The Waco High School complex includes three buildings: the main school building, an auditorium, and a music building, all of which contribute to the property's significance. The high school complex is located at 815 Columbus Avenue in Waco's Central Business District. Constructed in 1910-1912, with a major addition completed in 1929, the three-story, high style Classical Revival building sits on a raised basement. Designed by architect Milton W. Scott, stylistic features include the monumental fluted Ionic columns supporting a large pediment, the triangular arched pediments at the secondary entrances and segmental arches over the windows behind the columns. The building is clad in buff-colored brick and the cornice, window sills and belt courses are cast stone. The windows are regularly-spaced 1/1 double hung wood windows with single light transoms. The building faces onto Columbus Avenue in what was once a residential neighborhood that slowly turned commercial in the early twentieth century. The 1924 Gothic Revival style gymnasium is a rectangular plan, steel framed structure with masonry back up. The original steel trusses are extant and support a slightly barrel arched wooden ceiling and roof. The 1955 music building is a one-story, mid-century modern structure clad in buff brick. Occupying an entire city block, the complex as a whole has undergone few changes.
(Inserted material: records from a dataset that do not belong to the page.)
//! Staleness-aware traversal cursors.
//!
//! A [`Cursor`] is a detached handle: `(run, offset, position)` plus the
//! owner's version captured at creation. It holds no borrow of its sequence;
//! instead every operation takes the sequence as an argument and starts with
//! a version-equality check. A mutation of the owner after the cursor was
//! created makes the check fail forever after — there is no resynchronization,
//! a stale cursor stays stale and every operation on it answers `None` or
//! `false`. Create a new cursor to resume.
//!
//! A cursor must be presented to the sequence it was created from; the
//! version guard is what makes misuse detectable, not a licence to mix
//! sequences.

use crate::seq::RleSeq;
use crate::traits::{Mergeable, Spanning};

/// A traversal position inside one [`RleSeq`] snapshot.
///
/// Position is tracked in span coordinates over `[0, span]`; `position ==
/// span` is the end cursor, one past the last unit.
#[derive(Debug, Clone, Copy, PartialEq, Eq)]
pub struct Cursor {
    version: u64,
    /// Run containing the cursor, or run count when at the end.
    run: usize,
    /// Offset within `run`, in the run's span coordinates.
    offset: usize,
    /// Global span position. Always `span_before(run) + offset`.
    pos: usize,
}

impl Cursor {
    pub(crate) fn new(version: u64) -> Cursor {
        Cursor {
            version,
            run: 0,
            offset: 0,
            pos: 0,
        }
    }

    /// Whether the owner has mutated since this cursor was created.
    pub fn is_stale<T: Mergeable + Spanning>(&self, seq: &RleSeq<T>) -> bool {
        self.version != seq.version()
    }

    /// The version this cursor was captured at.
    pub fn version(&self) -> u64 {
        self.version
    }

    /// Current global position. `None` once stale.
    pub fn position<T: Mergeable + Spanning>(&self, seq: &RleSeq<T>) -> Option<usize> {
        if self.is_stale(seq) {
            return None;
        }
        Some(self.pos)
    }

    /// Current `(item, offset within item)` without moving. `None` once
    /// stale or at the end.
    pub fn current<'a, T: Mergeable + Spanning>(
        &self,
        seq: &'a RleSeq<T>,
    ) -> Option<(&'a T, usize)> {
        if self.is_stale(seq) {
            return None;
        }
        seq.get(self.run).map(|item| (item, self.offset))
    }

    /// Current item without moving. `None` once stale or at the end.
    pub fn current_item<'a, T: Mergeable + Spanning>(&self, seq: &'a RleSeq<T>) -> Option<&'a T> {
        self.current(seq).map(|(item, _)| item)
    }

    /// Relocate to span position `pos` by binary search. `false` once stale
    /// or when `pos > span`.
    pub fn seek<T: Mergeable + Spanning>(&mut self, seq: &RleSeq<T>, pos: usize) -> bool {
        if self.is_stale(seq) {
            return false;
        }
        self.place(seq, pos)
    }

    /// Move forward `n` positions. `false` (and no movement) once stale or
    /// when the move would pass the end.
    pub fn advance<T: Mergeable + Spanning>(&mut self, seq: &RleSeq<T>, n: usize) -> bool {
        if self.is_stale(seq) {
            return false;
        }
        match self.pos.checked_add(n) {
            Some(target) => self.place(seq, target),
            None => false,
        }
    }

    /// Move backward `n` positions. `false` (and no movement) once stale or
    /// when the move would pass the start.
    pub fn retreat<T: Mergeable + Spanning>(&mut self, seq: &RleSeq<T>, n: usize) -> bool {
        if self.is_stale(seq) {
            return false;
        }
        match self.pos.checked_sub(n) {
            Some(target) => self.place(seq, target),
            None => false,
        }
    }

    /// Yield the current `(item, offset)` and step forward one position.
    /// `None` once stale or at the end.
    pub fn next<'a, T: Mergeable + Spanning>(
        &mut self,
        seq: &'a RleSeq<T>,
    ) -> Option<(&'a T, usize)> {
        let (item, offset) = self.current(seq)?;
        self.pos += 1;
        self.offset += 1;
        if self.offset >= item.span() {
            self.run += 1;
            self.offset = 0;
        }
        Some((item, offset))
    }

    /// Step backward one position and yield the `(item, offset)` just
    /// crossed. `None` once stale or at the start. Mirrors [`next`]: a
    /// `next` followed by a `prev` yields the same pair.
    ///
    /// [`next`]: Cursor::next
    pub fn prev<'a, T: Mergeable + Spanning>(
        &mut self,
        seq: &'a RleSeq<T>,
    ) -> Option<(&'a T, usize)> {
        if self.is_stale(seq) || self.pos == 0 {
            return None;
        }
        if self.offset > 0 {
            self.offset -= 1;
        } else {
            self.run -= 1;
            self.offset = seq.get(self.run)?.span() - 1;
        }
        self.pos -= 1;
        seq.get(self.run).map(|item| (item, self.offset))
    }

    /// Lazy stream of `(item, offset, global position)` from the cursor's
    /// location to the end of the sequence. Non-restartable; stops the
    /// instant the version check fails.
    pub fn iter_forward<'a, T: Mergeable + Spanning>(
        &self,
        seq: &'a RleSeq<T>,
    ) -> CursorIter<'a, T> {
        CursorIter { seq, cursor: *self }
    }

    /// Jump straight to `target`, maintaining `pos == span_before(run) +
    /// offset`. `false` when `target > span`.
    fn place<T: Mergeable + Spanning>(&mut self, seq: &RleSeq<T>, target: usize) -> bool {
        match seq.find(target) {
            Some((run, offset)) => {
                self.run = run;
                self.offset = offset;
                self.pos = target;
                true
            }
            None if target == seq.span() => {
                self.run = seq.len();
                self.offset = 0;
                self.pos = target;
                true
            }
            None => false,
        }
    }
}

/// Iterator handed out by [`Cursor::iter_forward`].
#[derive(Debug, Clone)]
pub struct CursorIter<'a, T> {
    seq: &'a RleSeq<T>,
    cursor: Cursor,
}

impl<'a, T: Mergeable + Spanning> Iterator for CursorIter<'a, T> {
    type Item = (&'a T, usize, usize);

    fn next(&mut self) -> Option<Self::Item> {
        let pos = self.cursor.position(self.seq)?;
        let (item, offset) = self.cursor.next(self.seq)?;
        Some((item, offset, pos))
    }
}
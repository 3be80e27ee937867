//! Error taxonomy for the container.
//!
//! Every fallible public operation returns [`Result`]. The library never
//! panics on input reachable through the public API; [`RleError::Internal`]
//! is reserved for invariant violations that indicate a bug in the container
//! itself.

use thiserror::Error;

/// Errors surfaced by sequence operations.
#[derive(Debug, Clone, PartialEq, Eq, Error)]
pub enum RleError {
    /// A position past the end of the sequence.
    #[error("position {position} is outside the sequence (span: {span})")]
    PositionOutOfBounds { position: usize, span: usize },

    /// Malformed range bounds.
    #[error("invalid range: start {start} is past end {end}")]
    InvalidRange { start: usize, end: usize },

    /// A `Sliceable` implementation could not honor the requested cut.
    #[error("cannot slice at {start}..{end}: bounds do not fall on an element boundary")]
    InvalidSlice { start: usize, end: usize },

    /// An element with zero span was handed to `append`.
    #[error("element has zero span")]
    ZeroSpan,

    /// Container invariant violation. Unreachable from valid public input.
    #[error("internal invariant violated: {0}")]
    Internal(&'static str),
}

pub type Result<T> = std::result::Result<T, RleError>;
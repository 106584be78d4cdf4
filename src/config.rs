//! Settings shared by the format readers
//!
//! Everything here is plain data: readers hand it to their decoder when the catalog is
//! queried and again when `read` is called. Nothing is validated beyond parsing string
//! enumerations.

use crate::Error;
use std::fmt;
use std::str::FromStr;

/// relative tolerance used when resolving a requested time value to a registered one
pub const TIME_RELATIVE_TOLERANCE: f64 = 1e-6;

/// absolute tolerance used when resolving a requested time value to a registered one
pub const TIME_ABSOLUTE_TOLERANCE: f64 = 1e-12;

#[derive(Debug, Clone, Copy, PartialEq, Eq, Default)]
/// How a case directory is laid out on disk
pub enum CaseType {
    #[default]
    Reconstructed,
    Decomposed,
}

impl FromStr for CaseType {
    type Err = Error;

    fn from_str(s: &str) -> Result<Self, Self::Err> {
        match s {
            "reconstructed" => Ok(Self::Reconstructed),
            "decomposed" => Ok(Self::Decomposed),
            other => Err(Error::InvalidConfigValue {
                setting: "case_type",
                message: format!("Unknown case type '{other}'."),
            }),
        }
    }
}

impl fmt::Display for CaseType {
    fn fmt(&self, f: &mut fmt::Formatter<'_>) -> fmt::Result {
        match self {
            Self::Reconstructed => write!(f, "reconstructed"),
            Self::Decomposed => write!(f, "decomposed"),
        }
    }
}

#[derive(Debug, Clone, PartialEq)]
/// Decoder hints carried by every [`FormatReader`](crate::FormatReader)
pub struct ReaderSettings {
    pub case_type: CaseType,
    /// hide a `0.0` entry from the reported time values
    pub skip_zero_time: bool,
    /// ask the decoder to also produce point data interpolated from cell data
    pub cell_to_point: bool,
    pub decompose_polyhedra: bool,
}

impl Default for ReaderSettings {
    fn default() -> Self {
        Self {
            case_type: CaseType::Reconstructed,
            skip_zero_time: false,
            cell_to_point: true,
            decompose_polyhedra: true,
        }
    }
}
The site of the Waco High School is bounded by Columbus and Jefferson Avenues and North 8th and 9th Streets. The full block site is urban and consists of three buildings: the high school, gymnasium and music building; one object: a flag pole; and a surface parking lot. The street grid shifts approximately 45 degrees off of a true north-south alignment a result of the town plat conforming to a bend in the Brazos River, located five blocks to the northeast. The building faces southeast onto Columbus Avenue in Waco's Central Business District, the center of commercial, civic and entertainment activity until 1953 when deadly tornado struck downtown killing 114 people and seriously injured 145. The tornado demolished 196 buildings and an additional 396 were subsequently torn down due to extensive damage. The tornado, coupled with the rise of suburban shopping centers, lured businesses and shoppers away from the downtown. Today, the area is populated with a good representation of early-to-mid-century commercial buildings interspersed with swaths of open land, the scar of the tornado and Urban Renewal.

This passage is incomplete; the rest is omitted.